[Collected data entries]
--------------------------------------------------

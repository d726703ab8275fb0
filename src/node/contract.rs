//! The node execution contract.
//!
//! The engine only knows nodes through [`GraphNode`]: slot declarations,
//! parameters, an iteration strategy and `run`. `run` is called once per
//! iteration step with a [`StepContext`] holding that step's input rows and
//! collecting its output rows.

use crate::data::annotation::{AnnotationMergeMode, AnnotationSet};
use crate::data::item::DataItem;
use crate::data::slot::{DataSlot, SlotDirection, SlotInfo};
use crate::data::table::{DataRow, DataTable};
use crate::data::types::DataTypeRegistry;
use crate::error::{EngineError, Result};
use crate::iteration::{IterationStep, IterationStrategy};
use crate::node::parameters::ParameterHolder;
use crate::run::progress::ProgressInfo;
use crate::validation::{ValidationReport, ValidityContext};

/// A processing node.
///
/// Implementations must be `Send + Sync`: a parallelizable node has `run`
/// called from several worker threads at once.
pub trait GraphNode: ParameterHolder + Send + Sync {
    /// Catalog type id, e.g. `core:annotate`.
    fn node_type(&self) -> &str;

    /// Ordered input slot declarations. May change after a parameter edit.
    fn input_slots(&self) -> Vec<SlotInfo>;

    /// Ordered output slot declarations. May change after a parameter edit.
    fn output_slots(&self) -> Vec<SlotInfo>;

    fn iteration_strategy(&self) -> IterationStrategy;

    /// Whether different steps may run concurrently.
    fn supports_parallelization(&self) -> bool {
        false
    }

    /// Whether outputs may be served from and stored in the result cache.
    fn cacheable(&self) -> bool {
        true
    }

    /// Report configuration problems without running.
    fn report_validity(&self, _ctx: &ValidityContext<'_>, _report: &mut ValidationReport) {}

    /// Process one iteration step.
    fn run(&self, ctx: &mut StepContext<'_>) -> anyhow::Result<()>;

    /// Independent copy with the same parameters.
    fn duplicate(&self) -> Box<dyn GraphNode>;
}

/// Inputs and output buffers for one invocation of [`GraphNode::run`].
pub struct StepContext<'a> {
    step: &'a IterationStep,
    inputs: &'a [SlotInfo],
    registry: &'a DataTypeRegistry,
    outputs: Vec<DataSlot>,
    progress: ProgressInfo,
}

impl<'a> StepContext<'a> {
    pub fn new(
        step: &'a IterationStep,
        inputs: &'a [SlotInfo],
        outputs: &[SlotInfo],
        registry: &'a DataTypeRegistry,
        progress: ProgressInfo,
    ) -> Self {
        Self {
            step,
            inputs,
            registry,
            outputs: outputs
                .iter()
                .map(|info| DataSlot::new(info.clone(), SlotDirection::Output))
                .collect(),
            progress,
        }
    }

    pub fn step_index(&self) -> usize {
        self.step.index
    }

    /// Rows of an input slot for this step. Unknown slots yield no rows.
    pub fn input(&self, slot: &str) -> &[DataRow] {
        match self.inputs.iter().position(|info| info.name == slot) {
            Some(index) => self.step.rows(index),
            None => &[],
        }
    }

    /// The single row of `slot`, as single-row iteration provides.
    pub fn single_input(&self, slot: &str) -> Result<&DataRow> {
        let rows = self.input(slot);
        match rows {
            [row] => Ok(row),
            _ => Err(EngineError::IncompleteMatch {
                slot: slot.to_string(),
                detail: format!("expected exactly one row, step has {}", rows.len()),
            }),
        }
    }

    pub fn input_slots(&self) -> &[SlotInfo] {
        self.inputs
    }

    /// Merged annotations of every row in this step.
    pub fn annotations(&self) -> &AnnotationSet {
        &self.step.annotations
    }

    pub fn registry(&self) -> &DataTypeRegistry {
        self.registry
    }

    /// Append an output row carrying the step's merged annotations.
    pub fn add_output(&mut self, slot: &str, item: DataItem) -> Result<()> {
        let annotations = self.step.annotations.clone();
        let registry = self.registry;
        self.output_slot(slot)?.add_row(registry, item, annotations)
    }

    /// Append an output row with extra annotations merged over the step's.
    pub fn add_output_annotated(
        &mut self,
        slot: &str,
        item: DataItem,
        extra: &AnnotationSet,
        mode: AnnotationMergeMode,
    ) -> Result<()> {
        let mut annotations = self.step.annotations.clone();
        annotations.merge_from(extra, mode);
        let registry = self.registry;
        self.output_slot(slot)?.add_row(registry, item, annotations)
    }

    pub fn progress(&self) -> &ProgressInfo {
        &self.progress
    }

    pub fn is_cancelled(&self) -> bool {
        self.progress.is_cancelled()
    }

    /// Output tables in slot declaration order.
    pub fn into_outputs(self) -> Vec<DataTable> {
        self.outputs.into_iter().map(DataSlot::into_table).collect()
    }

    fn output_slot(&mut self, slot: &str) -> Result<&mut DataSlot> {
        self.outputs
            .iter_mut()
            .find(|output| output.name() == slot)
            .ok_or_else(|| EngineError::SlotNotFound {
                node: crate::graph::NodeId::NIL,
                slot: slot.to_string(),
                direction: "output",
            })
    }
}
//! Graph execution for a single run.
//!
//! ```text
//!  control loop (run thread)                 worker pool
//!  ─────────────────────────                 ───────────
//!  node ready ─► gather inputs
//!             ─► cache lookup ──hit──► outputs
//!             ─► build iteration steps
//!             ─► dispatch ─────────────────► node.run(step) ─┐
//!  buffer by step index ◄──── StepMessage ───────────────────┘
//!  last step in ─► append outputs in step order ─► cache store
//! ```
//!
//! A node becomes ready once every node feeding it is done, so independent
//! branches run side by side. Steps of a parallelizable node are dispatched
//! all at once; other nodes get one step in flight at a time. After a failure
//! or a cancel, nothing new is dispatched and in-flight steps are drained;
//! steps still waiting in the pool are abandoned. A node that did not get
//! every step in is skipped and never stored in the cache.

use crate::cache::{CacheKey, CachedOutput, ResultCache};
use crate::data::slot::SlotInfo;
use crate::data::table::DataTable;
use crate::data::types::DataTypeRegistry;
use crate::error::{panic_message, Result};
use crate::graph::{Graph, NodeEntry, NodeId};
use crate::iteration::{IterationStep, IterationStepBuilder};
use crate::node::contract::{GraphNode, StepContext};
use crate::node::parameters::ParameterSnapshot;
use crate::run::pool::WorkerPool;
use crate::run::progress::{CancellationToken, ProgressInfo};
use crate::run::state::{NodeFailure, NodeReport, NodeStatus};
use crate::validation::{ValidationReport, ValidityContext, Validator};
use crossbeam_channel::{unbounded, Receiver, Sender};
use std::collections::{BTreeMap, BTreeSet, HashMap, VecDeque};
use std::panic::{self, AssertUnwindSafe};
use std::sync::atomic::{AtomicBool, Ordering};
use std::sync::Arc;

--------------------------------------------------

# [Work instruction]
Among the lines above, which hold the word "flight"? Report each one.

# [Final answer]
//! all at once; other nodes get one step in flight at a time. After a failure
//! or a cancel, nothing new is dispatched and in-flight steps are drained;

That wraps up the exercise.